Collected data entries:

//! Content validation for outbound messages. Pure given the banned-word
//! list and the allowed link domain: no state is read or written here, the
//! caller decides what to do with a violation.

pub const MAX_MESSAGE_LENGTH: usize = 1000;

/// Longest run of one repeated character before the message counts as spam.
const MAX_REPEATED_RUN: usize = 9;

/// Uppercase-ratio screening only applies at this length or more.
const SHOUTING_MIN_LENGTH: usize = 20;
const SHOUTING_MAX_RATIO: f64 = 0.7;

#[derive(Debug, Clone, PartialEq, Eq)]
pub enum ContentViolation {
    TooLong,
    ProhibitedWord,
    RepeatedCharacters,
    ExternalLink,
    ExcessiveCaps,
}

impl std::fmt::Display for ContentViolation {
    fn fmt(&self, f: &mut std::fmt::Formatter<'_>) -> std::fmt::Result {
        match self {
            ContentViolation::TooLong => {
                write!(f, "message is too long (max {MAX_MESSAGE_LENGTH} characters)")
            }
            ContentViolation::ProhibitedWord => {
                write!(f, "message contains prohibited language")
            }
            ContentViolation::RepeatedCharacters => {
                write!(f, "message looks like spam (repeated characters)")
            }
            ContentViolation::ExternalLink => {
                write!(f, "links to external sites are not allowed")
            }
            ContentViolation::ExcessiveCaps => {
                write!(f, "please avoid writing entirely in capital letters")
            }
        }
    }
}

pub struct ContentRules {
    banned_words: Vec<String>,
    allowed_link_domain: String,
}

impl ContentRules {
    pub fn new(banned_words: Vec<String>, allowed_link_domain: impl Into<String>) -> Self {
        Self {
            banned_words: banned_words.into_iter().map(|w| w.to_lowercase()).collect(),
            allowed_link_domain: allowed_link_domain.into().to_lowercase(),
        }
    }

    pub fn validate(&self, content: &str) -> Result<(), ContentViolation> {
        if content.chars().count() > MAX_MESSAGE_LENGTH {
            return Err(ContentViolation::TooLong);
        }

        let lowered = content.to_lowercase();
        if self.banned_words.iter().any(|w| lowered.contains(w.as_str())) {
            return Err(ContentViolation::ProhibitedWord);
        }

        if has_disallowed_link(content, &self.allowed_link_domain) {
            return Err(ContentViolation::ExternalLink);
        }

        if longest_repeated_run(content) > MAX_REPEATED_RUN {
            return Err(ContentViolation::RepeatedCharacters);
        }

        if is_shouting(content) {
            return Err(ContentViolation::ExcessiveCaps);
        }

        Ok(())
    }
}

fn longest_repeated_run(content: &str) -> usize {
    let mut longest = 0;
    let mut run = 0;
    let mut last: Option<char> = None;
    for c in content.chars() {
        if Some(c) == last {
            run += 1;
        } else {
            run = 1;
            last = Some(c);
        }
        longest = longest.max(run);
    }
    longest
}

fn is_shouting(content: &str) -> bool {
    if content.chars().count() < SHOUTING_MIN_LENGTH {
        return false;
    }
    let alpha: Vec<char> = content.chars().filter(|c| c.is_alphabetic()).collect();
    if alpha.is_empty() {
        return false;
    }
    let upper = alpha.iter().filter(|c| c.is_uppercase()).count();
    (upper as f64 / alpha.len() as f64) > SHOUTING_MAX_RATIO
}

fn has_disallowed_link(content: &str, allowed_domain: &str) -> bool {
    content
        .split_whitespace()
        .filter_map(link_domain)
        .any(|domain| !domain_is_allowed(&domain, allowed_domain))
}

/// Extract the host of a link-looking token, lowercased, port stripped.
fn link_domain(token: &str) -> Option<String> {
    let rest = token
        .strip_prefix("https://")
        .or_else(|| token.strip_prefix("http://"))
        .or_else(|| {
            if token.len() > 4 && token.to_lowercase().starts_with("www.") {
                Some(token)
            } else {
                None
            }
        })?;

    let host = rest
        .split(['/', '?', '#'])
        .next()
        .unwrap_or("")
        .split(':')
        .next()
        .unwrap_or("");

    if host.contains('.') {
        Some(host.to_lowercase())
    } else {
        None
    }
}

fn domain_is_allowed(domain: &str, allowed: &str) -> bool {
    let domain = domain.strip_prefix("www.").unwrap_or(domain);
    domain == allowed || domain.ends_with(&format!(".{allowed}"))
}

#[cfg(test)]
mod tests {
    use super::*;

    fn rules() -> ContentRules {
        ContentRules::new(vec!["badword".to_string()], "dealspot.app")
    }

    #[test]
    fn plain_text_passes() {
        assert!(rules().validate("anyone seen this blender deal?").is_ok());
    }

    #[test]
    fn over_length_is_rejected() {
        let long = "a b".repeat(400);
        assert_eq!(rules().validate(&long), Err(ContentViolation::TooLong));
    }

    #[test]
    fn banned_words_are_rejected_case_insensitively() {
        assert_eq!(
            rules().validate("that seller is a BadWord honestly"),
            Err(ContentViolation::ProhibitedWord)
        );
    }

    #[test]
    fn repeated_character_runs_are_spam() {
        assert_eq!(
            rules().validate("aaaaaaaaaaaaa"),
            Err(ContentViolation::RepeatedCharacters)
        );
        // Nine in a row is still below the threshold
        assert!(rules().validate("aaaaaaaaa").is_ok());
    }

    #[test]
    fn external_links_are_rejected_allowed_domain_passes() {
        assert_eq!(
            rules().validate("grab it here http://evil.example.com/deal"),
            Err(ContentViolation::ExternalLink)
        );
        assert!(rules().validate("grab it here https://dealspot.app/deal/42").is_ok());
        assert!(rules().validate("see https://shop.dealspot.app/x").is_ok());
    }

    #[test]
    fn www_links_without_scheme_are_caught() {
        assert_eq!(
            rules().validate("check www.sketchy.biz now"),
            Err(ContentViolation::ExternalLink)
        );
    }

    #[test]
    fn lookalike_domain_suffix_is_not_allowed() {
        assert_eq!(
            rules().validate("https://notdealspot.app/x"),
            Err(ContentViolation::ExternalLink)
        );
    }

    #[test]
    fn spam_with_repeated_run_and_bad_link_is_rejected() {
        assert!(rules()
            .validate("aaaaaaaaaaaaa http://evil.example.com")
            .is_err());
    }

    #[test]
    fn shouting_is_rejected_only_past_minimum_length() {
        assert_eq!(
            rules().validate("THIS DEAL IS ABSOLUTELY INCREDIBLE BUY NOW"),
            Err(ContentViolation::ExcessiveCaps)
        );
        // Short exclamations are fine
        assert!(rules().validate("WOW NICE").is_ok());
        // Mixed case under the ratio is fine
        assert!(rules().validate("This deal is REALLY good, seriously worth it").is_ok());
    }
}
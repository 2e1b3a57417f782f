//! Connection lifecycle tracking.
//!
//! # Responsibilities
//! - Generate unique connection IDs for tracing
//! - Count open connections across listeners
//! - Let shutdown wait until every connection has drained
//! - Notice when a connection has had no request in flight for too long

use std::sync::atomic::{AtomicU64, AtomicUsize, Ordering};
use std::sync::Arc;
use std::time::{Duration, Instant};

use tokio::sync::Notify;

use crate::net::listener::ConnectionPermit;
use crate::observability::metrics;

/// Global atomic counter for connection IDs.
/// Relaxed ordering is sufficient since we only need uniqueness, not synchronization.
static CONNECTION_ID_COUNTER: AtomicU64 = AtomicU64::new(1);

/// Unique identifier for a connection.
#[derive(Debug, Clone, Copy, PartialEq, Eq, Hash)]
pub struct ConnectionId(u64);

impl ConnectionId {
    /// Generate a new unique connection ID.
    pub fn new() -> Self {
        Self(CONNECTION_ID_COUNTER.fetch_add(1, Ordering::Relaxed))
    }

    /// Get the raw ID value.
    pub fn as_u64(&self) -> u64 {
        self.0
    }
}

impl Default for ConnectionId {
    fn default() -> Self {
        Self::new()
    }
}

impl std::fmt::Display for ConnectionId {
    fn fmt(&self, f: &mut std::fmt::Formatter<'_>) -> std::fmt::Result {
        write!(f, "conn-{}", self.0)
    }
}

#[derive(Debug, Default)]
struct TrackerInner {
    active: AtomicU64,
    drained: Notify,
}

/// Tracks open connections for graceful shutdown.
#[derive(Debug, Clone, Default)]
pub struct ConnectionTracker {
    inner: Arc<TrackerInner>,
}

impl ConnectionTracker {
    /// Create a new connection tracker.
    pub fn new() -> Self {
        Self::default()
    }

    /// Record a new open connection. Returns a guard that decrements on drop.
    pub fn track(&self) -> ConnectionGuard {
        let active = self.inner.active.fetch_add(1, Ordering::SeqCst) + 1;
        metrics::set_active_connections(active);
        ConnectionGuard {
            inner: Arc::clone(&self.inner),
            id: ConnectionId::new(),
        }
    }

    /// Get current open connection count.
    pub fn active_count(&self) -> u64 {
        self.inner.active.load(Ordering::SeqCst)
    }

    /// Wait until all connections are closed or `grace` elapses.
    ///
    /// Returns true when every connection drained in time.
    pub async fn wait_for_drain(&self, grace: Duration) -> bool {
        let drained = async {
            loop {
                let notified = self.inner.drained.notified();
                if self.active_count() == 0 {
                    return;
                }
                notified.await;
            }
        };
        tokio::time::timeout(grace, drained).await.is_ok()
    }
}

/// Guard that tracks a connection's lifetime.
/// Decrements active count when dropped.
#[derive(Debug)]
pub struct ConnectionGuard {
    inner: Arc<TrackerInner>,
    id: ConnectionId,
}

impl ConnectionGuard {
    /// Get this connection's ID.
    pub fn id(&self) -> ConnectionId {
        self.id
    }
}

impl Drop for ConnectionGuard {
    fn drop(&mut self) {
        let remaining = self.inner.active.fetch_sub(1, Ordering::SeqCst) - 1;
        metrics::set_active_connections(remaining);
        if remaining == 0 {
            self.inner.drained.notify_waiters();
        }
        tracing::trace!(connection_id = %self.id, "Connection closed");
    }
}

/// Keeps a connection counted against the limit and the drain tracker.
///
/// Inserted into each request's extensions so that upgraded tunnels, which
/// outlive the HTTP connection task, keep holding the slot.
#[derive(Debug, Clone)]
pub struct ConnectionSlot {
    inner: Arc<(ConnectionPermit, ConnectionGuard)>,
}

impl ConnectionSlot {
    pub fn new(permit: ConnectionPermit, guard: ConnectionGuard) -> Self {
        Self {
            inner: Arc::new((permit, guard)),
        }
    }

    pub fn id(&self) -> ConnectionId {
        self.inner.1.id()
    }
}

/// Request activity on one client connection.
#[derive(Debug)]
pub struct ConnectionActivity {
    started: Instant,
    in_flight: AtomicUsize,
    /// Milliseconds since `started` at the last request start or finish.
    last_activity: AtomicU64,
}

impl ConnectionActivity {
    pub fn new() -> Self {
        Self {
            started: Instant::now(),
            in_flight: AtomicUsize::new(0),
            last_activity: AtomicU64::new(0),
        }
    }

    /// Mark a request as started. The returned guard marks it finished on drop.
    pub fn begin(self: &Arc<Self>) -> RequestActivity {
        self.in_flight.fetch_add(1, Ordering::SeqCst);
        self.touch();
        RequestActivity {
            activity: Arc::clone(self),
        }
    }

    pub fn in_flight(&self) -> usize {
        self.in_flight.load(Ordering::SeqCst)
    }

    /// Resolve once no request has been in flight for `limit`.
    pub async fn idle(&self, limit: Duration) {
        loop {
            let last = Duration::from_millis(self.last_activity.load(Ordering::Relaxed));
            let deadline = self.started + last + limit;
            let now = Instant::now();
            if self.in_flight() == 0 && now >= deadline {
                return;
            }
            let wake = if now >= deadline { now + limit } else { deadline };
            tokio::time::sleep_until(wake.into()).await;
        }
    }

    fn touch(&self) {
        let elapsed = self.started.elapsed().as_millis() as u64;
        self.last_activity.store(elapsed, Ordering::Relaxed);
    }
}

impl Default for ConnectionActivity {
    fn default() -> Self {
        Self::new()
    }
}

/// One in-flight request on a connection.
#[derive(Debug)]
pub struct RequestActivity {
    activity: Arc<ConnectionActivity>,
}

impl Drop for RequestActivity {
    fn drop(&mut self) {
        self.activity.touch();
        self.activity.in_flight.fetch_sub(1, Ordering::SeqCst);
    }
}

→ Your goal:
If a line in the records includes the string "Debug", copy it.

→ Response to the task:
#[derive(Debug, Clone, PartialEq, Eq)]
#[derive(Debug, Clone, Copy, PartialEq, Eq, Hash)]
#[derive(Debug, Default)]
#[derive(Debug, Clone, Default)]
#[derive(Debug)]
#[derive(Debug, Clone)]
#[derive(Debug)]
#[derive(Debug)]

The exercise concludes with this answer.